Monday: The Life in the Kraken podcast is back! In Episode 004, “A Never-Ending Quantity of Awesome Things,” we extoll the virtues of Alex Hirsch’s Gravity Falls; recommend three excellent foreign films (Bela Tarr’s masterpiece The Werckmeister Harmonies, the animated Kizumonogatari, and the Oscar-nominated Turkish film Mustang); are intrigued by the brutal difficulty of the Shadowrun: Crossfire deckbuilding board game; and bring another trash-filled installment of our anime segment, “Nothing But Trash.”
Tuesday: Time is an illusion; Tuesday, doubly so. There is nothing new here, nor did you see any place for it to be. It is Wednesday now.
Wednesday: Field of Dreams: totally watchable, secretly terrible–a potent combo. This isn’t Iowa, it’s The Screening Room.
Thursday: No new content today, but our archives grow by the week. Already there are entire hollowed-0ut chambers in the Kraken’s bones filled with the haphazard stacks of our pop culture scribblings. Why not seek one out and while away the hours?
Friday: Today TV Roulette tackles “12 Seasons a Slave,” or as WGN is actually calling it, Underground. Is this period drama a cheap way for WGN to cash in on the extreme popularity of Underground Railroad dramas among today’s youth, or something even more nonsensical?
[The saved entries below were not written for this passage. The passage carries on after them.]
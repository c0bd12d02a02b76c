use std::collections::HashMap;

use serde::{Deserialize, Serialize};

use filament_core::error::{FilamentError, Result};

use crate::edge::WorkflowEdge;
use crate::node::WorkflowNode;

/// A validated workflow graph.
///
/// Construction checks the structural invariants once: node ids are unique,
/// every edge references existing nodes, and every edge handle is a port
/// the node actually declares. The graph may be disconnected; nodes with no
/// incoming edges are roots.
#[derive(Debug, Clone, Serialize, Deserialize)]
#[serde(try_from = "RawGraph", into = "RawGraph")]
pub struct WorkflowGraph {
    nodes: Vec<WorkflowNode>,
    edges: Vec<WorkflowEdge>,
    index: HashMap<String, usize>,
}

/// Wire shape: `{ "nodes": [...], "edges": [...] }`.
#[derive(Serialize, Deserialize)]
struct RawGraph {
    nodes: Vec<WorkflowNode>,
    edges: Vec<WorkflowEdge>,
}

impl TryFrom<RawGraph> for WorkflowGraph {
    type Error = FilamentError;

    fn try_from(raw: RawGraph) -> Result<Self> {
        WorkflowGraph::new(raw.nodes, raw.edges)
    }
}

impl From<WorkflowGraph> for RawGraph {
    fn from(graph: WorkflowGraph) -> Self {
        Self {
            nodes: graph.nodes,
            edges: graph.edges,
        }
    }
}

impl WorkflowGraph {
    /// Build and validate a graph.
    pub fn new(nodes: Vec<WorkflowNode>, edges: Vec<WorkflowEdge>) -> Result<Self> {
        let mut index = HashMap::with_capacity(nodes.len());
        for (i, node) in nodes.iter().enumerate() {
            if index.insert(node.id.clone(), i).is_some() {
                return Err(FilamentError::DuplicateNode(node.id.clone()));
            }
        }

        for edge in &edges {
            let source = index
                .get(&edge.source)
                .map(|&i| &nodes[i])
                .ok_or_else(|| FilamentError::UnknownNode {
                    edge: edge.id.clone(),
                    node: edge.source.clone(),
                })?;
            let target = index
                .get(&edge.target)
                .map(|&i| &nodes[i])
                .ok_or_else(|| FilamentError::UnknownNode {
                    edge: edge.id.clone(),
                    node: edge.target.clone(),
                })?;

            if !source.outputs.contains(&edge.source_handle) {
                return Err(FilamentError::UnknownPort {
                    edge: edge.id.clone(),
                    node: source.id.clone(),
                    port: edge.source_handle.clone(),
                });
            }
            if !target.inputs.contains(&edge.target_handle) {
                return Err(FilamentError::UnknownPort {
                    edge: edge.id.clone(),
                    node: target.id.clone(),
                    port: edge.target_handle.clone(),
                });
            }
        }

        Ok(Self {
            nodes,
            edges,
            index,
        })
    }

    pub fn nodes(&self) -> &[WorkflowNode] {
        &self.nodes
    }

    pub fn edges(&self) -> &[WorkflowEdge] {
        &self.edges
    }

    pub fn node(&self, id: &str) -> Option<&WorkflowNode> {
        self.index.get(id).map(|&i| &self.nodes[i])
    }

    /// Edges whose target is `node_id`, in declaration order.
    pub fn incoming<'a>(
        &'a self,
        node_id: &'a str,
    ) -> impl Iterator<Item = &'a WorkflowEdge> + 'a {
        self.edges.iter().filter(move |e| e.target == node_id)
    }

    /// Edges whose source is `node_id`, in declaration order.
    pub fn outgoing<'a>(
        &'a self,
        node_id: &'a str,
    ) -> impl Iterator<Item = &'a WorkflowEdge> + 'a {
        self.edges.iter().filter(move |e| e.source == node_id)
    }
}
David has the answer.
Saturday: Baturdays continues with the final story in Batman’s premiere issue, “The Joker Returns.” Faithful readers may remember that the Joker was here, like, three stories ago. And he’s back already. Whatever happened to “absence makes the heart grow fonder (of psychotic clowns)”?
Catch of the Week:
Each and every week the residents here in the Kraken will offer one recommendation for the week that we think you all would enjoy. It might be a movie. It might be a book. Who knows? This is your… Catch of the Week.
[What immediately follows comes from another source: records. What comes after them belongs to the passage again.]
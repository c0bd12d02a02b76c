use chrono::{DateTime, Utc};
use serde::{Deserialize, Serialize};
use std::collections::HashMap;
use uuid::Uuid;

/// Flat key-value record passed into and out of node handlers.
///
/// Keys are port names; values are arbitrary JSON.
pub type Record = serde_json::Map<String, serde_json::Value>;

/// Unique run identifier.
#[derive(Debug, Clone, Hash, Eq, PartialEq, Serialize, Deserialize)]
pub struct RunId(pub String);

impl RunId {
    pub fn new() -> Self {
        Self(Uuid::new_v4().to_string())
    }
}

impl Default for RunId {
    fn default() -> Self {
        Self::new()
    }
}

impl std::fmt::Display for RunId {
    fn fmt(&self, f: &mut std::fmt::Formatter<'_>) -> std::fmt::Result {
        write!(f, "{}", self.0)
    }
}

/// Transient per-node state during a run. Used for status reporting only.
#[derive(Debug, Clone, Copy, Default, Serialize, Deserialize, PartialEq, Eq)]
#[serde(rename_all = "lowercase")]
pub enum NodeState {
    #[default]
    Idle,
    Running,
    Completed,
    Failed,
}

/// Per-node outcome of one run.
///
/// Written exactly once per node per run and never mutated afterwards.
#[derive(Debug, Clone, Serialize, Deserialize, PartialEq)]
pub struct NodeOutcome {
    pub success: bool,
    #[serde(default, skip_serializing_if = "Option::is_none")]
    pub data: Option<Record>,
    #[serde(default, skip_serializing_if = "Option::is_none")]
    pub error: Option<String>,
}

impl NodeOutcome {
    pub fn success(data: Record) -> Self {
        Self {
            success: true,
            data: Some(data),
            error: None,
        }
    }

    pub fn failure(error: impl Into<String>) -> Self {
        Self {
            success: false,
            data: None,
            error: Some(error.into()),
        }
    }

    /// Read a single output port value, if present.
    pub fn port(&self, name: &str) -> Option<&serde_json::Value> {
        self.data.as_ref().and_then(|d| d.get(name))
    }
}

/// Status tag on a log entry.
#[derive(Debug, Clone, Copy, Serialize, Deserialize, PartialEq, Eq)]
#[serde(rename_all = "lowercase")]
pub enum LogStatus {
    Start,
    Success,
    Error,
    Warning,
}

/// A single timestamped entry in the run log.
#[derive(Debug, Clone, Serialize, Deserialize)]
pub struct LogEntry {
    pub timestamp: DateTime<Utc>,
    pub node_id: String,
    pub status: LogStatus,
    pub message: String,
}

impl LogEntry {
    pub fn new(node_id: impl Into<String>, status: LogStatus, message: impl Into<String>) -> Self {
        Self {
            timestamp: Utc::now(),
            node_id: node_id.into(),
            status,
            message: message.into(),
        }
    }
}

/// Result of executing an entire workflow.
#[derive(Debug, Clone, Serialize, Deserialize)]
pub struct RunReport {
    /// Unique id of this run.
    pub run_id: RunId,
    /// Per-node outcomes, keyed by node id.
    pub results: HashMap<String, NodeOutcome>,
    /// Final per-node states, keyed by node id.
    pub states: HashMap<String, NodeState>,
    /// Append-only run log in event order.
    pub logs: Vec<LogEntry>,
    /// Node ids excluded from execution (cyclic, or unreached after a
    /// fail-fast stop).
    pub skipped: Vec<String>,
    /// Total execution time in milliseconds.
    pub total_elapsed_ms: u64,
    /// Whether every executed node succeeded.
    pub succeeded: bool,
}

impl RunReport {
    /// Outcome for a single node, if it was executed.
    pub fn outcome(&self, node_id: &str) -> Option<&NodeOutcome> {
        self.results.get(node_id)
    }

    /// Final state for a node (Idle if the node never entered the run).
    pub fn state(&self, node_id: &str) -> NodeState {
        self.states.get(node_id).copied().unwrap_or_default()
    }
}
David: Enjoying the introduction of the morally questionable The Punisher in the recently released second season of Daredevil? Well I have a different morally questionable New York-based vigilante to present to you: Moon Knight. In his latest comics run, successive authors Warren Ellis, Brian Wood, and Cullen Bunn have told stories about innovative new versions of the disciple of Khonshu. Check it out before a new series by Jeff Lemire starts in April.
Kyu: My blog recommendation month continues with something a little lighter this week: The Comics Curmudgeon by Josh Fruhlinger. As a curmudgeon named Josh myself, I might be biased, but this is the sort of thing the internet was made for. It tackles one very specific subject–in this case, newspaper comics like Dennis the Menace and Mary Worth–and pokes fun at them with an expert’s eye. I used to love newspaper comics as a kid, before I discovered “real” comics, and this blog fills that gap in my life by providing me with a daily dose of short humor about, well, these daily doses of short humor. Don’t let the meta bother you; just join in the fun of mocking Mark Trail‘s ridiculous “edutainment,” Beetle Bailey‘s world of sadness and sexual dysfunction, and Funky Winkerbean‘s “everybody gets cancer” mentality.
Keskel: I recommend the novella The Ballad of Black Tom. Victor LaValle’s story of “sorcery and skullduggery in Jazz Age New York” is one of the finest Lovecraft-inspired works I’ve ever read, directly engaging not only with Lovecraft’s ideas of cosmic horror but also H.P.’s racism.
That’s it for this week. We hope you continue to find the Kraken to your liking. For your own safety, please do not lick the snozzberries. You don’t know where they’ve been.